If the issue is heat due to dust (or cat hair or whatever) inside the computer, you will probably see heat-related errors in the log.

I posted the pc for maintainer to cleanup, unsure about heat errors. let’s these until finishing the cleanup.

I got the pc today and I run the following cmd:

[tarik@localhost ~]$ sudo lspci -v -s 01:00.0
[sudo] password for tarik: 
01:00.0 VGA compatible controller: NVIDIA Corporation G98M [GeForce 9300M GS] (rev a1) (prog-if 00 [VGA controller])
        Subsystem: Sony Corporation Device 9040
        Flags: bus master, fast devsel, latency 0, IRQ 26
        Memory at d2000000 (32-bit, non-prefetchable) [size=16M]
        Memory at c0000000 (64-bit, prefetchable) [size=256M]
        Memory at d0000000 (64-bit, non-prefetchable) [size=32M]
        I/O ports at d000 [size=128]
        Expansion ROM at 000c0000 [disabled] [size=128K]
        Capabilities: [60] Power Management version 3
        Capabilities: [68] MSI: Enable+ Count=1/1 Maskable- 64bit+
        Capabilities: [78] Express Endpoint, MSI 00
        Capabilities: [100] Virtual Channel
        Capabilities: [128] Power Budgeting <?>
        Capabilities: [600] Vendor Specific Information: ID=0001 Rev=1 Len=024 <?>
        Kernel driver in use: nouveau
        Kernel modules: nouveau

I downloaded the Linux X64 display driver and I run the following:

sudo sh ./NVIDIA-Linux-x86_64-340.76.run --no-x-chec

I got the message:

For some distributions, **Nouveau** can be disabled by adding a file in the modprobe configuration directory.  Would you like nvidia-installer to       
  attempt to create this modprobe file for you?
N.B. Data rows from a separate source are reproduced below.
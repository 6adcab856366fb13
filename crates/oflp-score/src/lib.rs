//! Tier-weighted deal scoring engine: five criteria, fixed weight vectors
//! per contracting tier, banded pursue/avoid recommendation.

use std::collections::BTreeMap;

use oflp_core::{Band, Criterion, DealScore, Tier};
use thiserror::Error;

pub const CRATE_NAME: &str = "oflp-score";

/// Criterion scores are restricted to this discrete set.
pub const ALLOWED_VALUES: [u8; 4] = [0, 1, 3, 5];

/// Weight vector for a tier, in `Criterion::ALL` order. Each vector sums
/// to 1.0, so the weighted total stays in [0, 5].
pub fn tier_weights(tier: Tier) -> [(Criterion, f64); 5] {
    let weights = match tier {
        Tier::Local => [0.12, 0.15, 0.38, 0.12, 0.23],
        Tier::State | Tier::Federal => [0.13, 0.20, 0.32, 0.15, 0.20],
    };
    [
        (Criterion::ScopeAlignment, weights[0]),
        (Criterion::ContractValue, weights[1]),
        (Criterion::InternalStaffingMatch, weights[2]),
        (Criterion::QualificationsMatch, weights[3]),
        (Criterion::DealOverview, weights[4]),
    ]
}

#[derive(Debug, Clone, PartialEq, Eq, Error)]
pub enum ScoreError {
    #[error("missing criterion {0}")]
    MissingCriterion(Criterion),
    #[error("score {value} for {criterion} is not one of 0, 1, 3, 5")]
    InvalidValue { criterion: Criterion, value: u8 },
}

/// Band thresholds are expressed over `weighted_total / 5`, the rubric's
/// percentage scale. Lower bounds are inclusive: ratios of exactly 0.69
/// and 0.80 land in the higher band.
pub fn band_for(weighted_total: f64) -> Band {
    let ratio = weighted_total / 5.0;
    if ratio >= 0.80 {
        Band::Pursue
    } else if ratio >= 0.69 {
        Band::ProceedWithCaution
    } else {
        Band::AvoidUnlessJustified
    }
}

/// Stateless engine: a pure function of its inputs and the fixed weight
/// tables, safe to share across evaluations.
#[derive(Debug, Clone, Copy, Default)]
pub struct ScoringEngine;

impl ScoringEngine {
    /// Requires all five criteria, each valued in {0, 1, 3, 5}; never
    /// substitutes a default for a missing or out-of-domain score.
    pub fn score(
        &self,
        tier: Tier,
        scores: &BTreeMap<Criterion, u8>,
    ) -> Result<DealScore, ScoreError> {
        let mut weighted_total = 0.0;
        for (criterion, weight) in tier_weights(tier) {
            let value = *scores
                .get(&criterion)
                .ok_or(ScoreError::MissingCriterion(criterion))?;
            if !ALLOWED_VALUES.contains(&value) {
                return Err(ScoreError::InvalidValue { criterion, value });
            }
            weighted_total += weight * f64::from(value);
        }

        Ok(DealScore {
            tier,
            criterion_scores: scores.clone(),
            weighted_total,
            band: band_for(weighted_total),
        })
    }
}
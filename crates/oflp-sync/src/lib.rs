//! Run orchestration for OFLP: environment configuration, domain
//! registry, harvest-and-cache pipeline, run manifest, scoped cleanup.

use std::path::PathBuf;
use std::sync::atomic::{AtomicBool, Ordering};
use std::time::Duration;

use anyhow::{bail, Context, Result};
use chrono::{DateTime, Utc};
use oflp_harvest::{builtin_domains, DatasetDomain, Harvester, DEFAULT_MAX_RECORDS, DEFAULT_PAGE_SIZE};
use oflp_storage::{CacheOutcome, DatasetCache, HttpClientConfig, HttpFetcher, PageFetcher};
use serde::{Deserialize, Serialize};
use sha2::{Digest, Sha256};
use tokio::fs;
use tracing::{info, warn};
use uuid::Uuid;

pub const CRATE_NAME: &str = "oflp-sync";

#[derive(Debug, Clone)]
pub struct SyncConfig {
    pub api_key: String,
    pub base_url: String,
    pub artifacts_dir: PathBuf,
    pub pipeline_path: PathBuf,
    pub http_timeout_secs: u64,
    pub max_records: usize,
    pub cleanup_on_exit: bool,
    pub domains_path: Option<PathBuf>,
    pub user_agent: String,
}

impl SyncConfig {
    /// Reads configuration from the environment. The API key is required
    /// and its absence aborts the run before any network activity.
    pub fn from_env() -> Result<Self> {
        let api_key = std::env::var("OPENFEMA_API_KEY")
            .context("OPENFEMA_API_KEY not found in environment variables")?;
        if api_key.trim().is_empty() {
            bail!("OPENFEMA_API_KEY is set but empty");
        }

        Ok(Self {
            api_key,
            base_url: std::env::var("OPENFEMA_BASE_URL")
                .unwrap_or_else(|_| "https://www.fema.gov/api/open".to_string()),
            artifacts_dir: std::env::var("OFLP_ARTIFACTS_DIR")
                .map(PathBuf::from)
                .unwrap_or_else(|_| PathBuf::from("./artifacts")),
            pipeline_path: pipeline_path_from_env(),
            http_timeout_secs: std::env::var("OFLP_HTTP_TIMEOUT_SECS")
                .ok()
                .and_then(|v| v.parse().ok())
                .unwrap_or(20),
            max_records: std::env::var("OFLP_MAX_RECORDS")
                .ok()
                .and_then(|v| v.parse().ok())
                .unwrap_or(DEFAULT_MAX_RECORDS),
            cleanup_on_exit: std::env::var("OFLP_CLEANUP_ON_EXIT")
                .map(|v| matches!(v.as_str(), "1" | "true" | "TRUE" | "True"))
                .unwrap_or(false),
            domains_path: std::env::var("OFLP_DOMAINS_PATH").ok().map(PathBuf::from),
            user_agent: std::env::var("OFLP_USER_AGENT")
                .unwrap_or_else(|_| "oflp-bot/0.1".to_string()),
        })
    }
}

/// The pipeline document path is also needed by commands that never touch
/// the network, so it resolves independently of the full config.
pub fn pipeline_path_from_env() -> PathBuf {
    std::env::var("OFLP_PIPELINE_PATH")
        .map(PathBuf::from)
        .unwrap_or_else(|_| PathBuf::from("./pipeline.json"))
}

#[derive(Debug, Clone, Deserialize)]
pub struct DomainRegistry {
    pub domains: Vec<DatasetDomain>,
}

/// Built-in domains unless `OFLP_DOMAINS_PATH` points at a YAML registry.
pub async fn load_domains(config: &SyncConfig) -> Result<Vec<DatasetDomain>> {
    match &config.domains_path {
        Some(path) => {
            let text = fs::read_to_string(path)
                .await
                .with_context(|| format!("reading {}", path.display()))?;
            let registry: DomainRegistry = serde_yaml::from_str(&text)
                .with_context(|| format!("parsing {}", path.display()))?;
            Ok(registry.domains)
        }
        None => Ok(builtin_domains()),
    }
}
I was able to replicate the issue which was in two main things:

  1. Desktop freezes. (issue found related to high usage of ram)
  2. Vertical lines on screen after booting.(not found after installing NVIDIA display driver).
    highramusage

f29G

The process I did while installing NVIDIA had some cmds from this post.